Ha in mente qualche progetto per gli anni avvenire della Fondazione?

[Ride] Moltissimi, veramente moltissimi, alcuni li sveleremo con la presentazione della nuova stagione fra agosto e settembre, quando rientreremo dal periodo feriale; il nostro desiderio è anche quello di permettere l’ingresso a nuovi professori d’orchestra che possano aggiungere energia, qualità e compattezza al gruppo. Anche i nostri direttori e artisti ospiti sono sempre valutati non solo per la loro carriera internazionale ma per ciò che possono apportare alla nostra Fondazione. Le nostre scelte hanno sempre una duplice valenza, perché da una parte ci sono direttori molto bravi ma che purtroppo non lasciano nulla, anche solo da un punto di vista emozionale, e poi ci sono direttori che invece, al di là della tecnica e delle loro ottime capacità interpretative, sanno anche far crescere il gruppo, renderlo più compatto e più omogeneo nella condivisione di un’idea interpretativa. Questo è il tipo di direttori e di interpreti che ci interessano.

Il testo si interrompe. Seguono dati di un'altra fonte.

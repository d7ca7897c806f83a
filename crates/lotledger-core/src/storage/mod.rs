//! Storage layer: the `LotStore` abstraction and its SQLite backend.

mod sqlite;
mod traits;
mod types;

pub use sqlite::{SqliteLotStore, SqliteTxn};
pub use traits::{LotStore, StoreTxn};
pub use types::{
    EntryFilter, LedgerEntry, Lot, LotDelta, LotId, LotMetadata, NewLedgerEntry, NewLot,
    OperationKind, StoreSnapshot,
};
use clap::Parser;
use log::{error, info};
use server::network::{Server, ServerConfig};
use server::words::WordList;
use std::path::PathBuf;
use std::time::Duration;

/// Command line arguments
#[derive(Parser, Debug)]
#[clap(author, version, about)]
struct Args {
    /// Server IP address to bind to
    #[clap(short = 'H', long, default_value = "127.0.0.1")]
    host: String,
    /// Server port to listen on
    #[clap(short, long, default_value = "3001")]
    port: u16,
    /// Maximum number of concurrent connections
    #[clap(short, long, default_value = "1024")]
    max_clients: usize,
    /// Seconds between sweeps of finished sessions
    #[clap(long, default_value = "30")]
    reap_interval: u64,
    /// Seconds a finished session is kept before it is reaped
    #[clap(long, default_value = "300")]
    finished_ttl: u64,
    /// File with one secret word per line (defaults to the built-in list)
    #[clap(short, long)]
    words: Option<PathBuf>,
}

#[tokio::main]
async fn main() -> Result<(), Box<dyn std::error::Error>> {
    env_logger::init();

    let args = Args::parse();

    let words = match &args.words {
        Some(path) => {
            let list = WordList::from_file(path)?;
            info!("Loaded {} words from {}", list.len(), path.display());
            list
        }
        None => WordList::builtin(),
    };

    let config = ServerConfig {
        addr: format!("{}:{}", args.host, args.port),
        max_clients: args.max_clients,
        reap_interval: Duration::from_secs(args.reap_interval.max(1)),
        finished_ttl: Duration::from_secs(args.finished_ttl),
    };

    let mut server = Server::bind(config, Box::new(words)).await?;

    tokio::select! {
        result = server.run() => {
            if let Err(e) = result {
                error!("Server stopped with error: {}", e);
                return Err(e.into());
            }
        }
        _ = tokio::signal::ctrl_c() => {
            info!("Received Ctrl+C, shutting down gracefully...");
        }
    }

    Ok(())
}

Ritornando alla Stagione concertistica “Dal Vivo”, mancano ancora altri cinque doppi appuntamenti, ce ne vorrebbe parlare in breve?

Certo, questa settimana abbiamo il Maestro Thomas Guggeis, un grandissimo talento, con cui abbiamo già avuto un’esperienza molto positiva nel periodo natalizio: in quei giorni avremmo dovuto eseguire con lui la Nona Sinfonia di Beethoven, ma durante la prima prova, dopo aver tamponato tutta l’orchestra e tutto il coro, abbiamo riscontrato dei casi di positività all’interno del coro, questo ci ha portato ovviamente a scegliere di cambiare il programma. Il Maestro Guggeis è stato avvertito dello spiacevole evento durante l’intervallo della prova e in quei quindici minuti è stato capace di concordare insieme a noi un programma totalmente diverso; a fine pausa ha ripreso la prova dirigendo a memoria anziché la Nona, la Settima Sinfonia! È davvero un venticinquenne con una preparazione straordinaria e con una grandissima capacità di interagire con i professori d’orchestra.

Ruben Jais

M° Thomas Guggeis. Foto di Angelica Concari

La settimana prossima invece avremo Kolja Blacher, un eccezionale violinista, un solista, un direttore fantastico, è stato la spalla dei Berliner Philharmoniker e la spalla dell’Orchestra di Lucerna ai tempi di Claudio Abbado. Fare musica con lui è veramente fare musica insieme, e noi avremo l’occasione di vederlo in veste sia di solista che di direttore. Poi abbiamo il nostro direttore musicale, Claus Peter Flor, che torna a dirigerci in un programma tutto classico con Mozart e Haydn insieme al M° Andrea Bacchetti al pianoforte, [ride] devo dire che sarà un incontro interessante fra i due: l’italianità e la creatività del M° Bacchetti con il vigore e l’approccio teutonico del M° Flor, sono sicuro che sarà uno splendido concerto. E poi ci trasferiamo agli Arcimboldi per i due appuntamenti finali di luglio, per questo ci tengo particolarmente a ringraziare Gianmario Longoni che ha voluto collaborare con noi e il Teatro La Scala che ospiterà la nostra Orchestra nella sua sala prove della Abanella in quanto il nostro teatro verrà chiuso per sostituire l’impianto di condizionamento e riscaldamento della sala. Il primo appuntamento di luglio sarà un concerto tutto spagnolo nel quale si esibirà anche un importantissimo ballerino di flamenco, Jesus Carmona. E regina del nostro ultimo appuntamento sarà la Nona Sinfonia di Beethoven diretta da Krzysztof Urbanski; sarà veramente molto interessante affrontare una partitura del genere, che eseguiamo da tanti anni, con un giovanissimo della direzione, intriganti saranno le sue idee fresche di cui vedremo i risultati in quest’ultimo nostro appuntamento.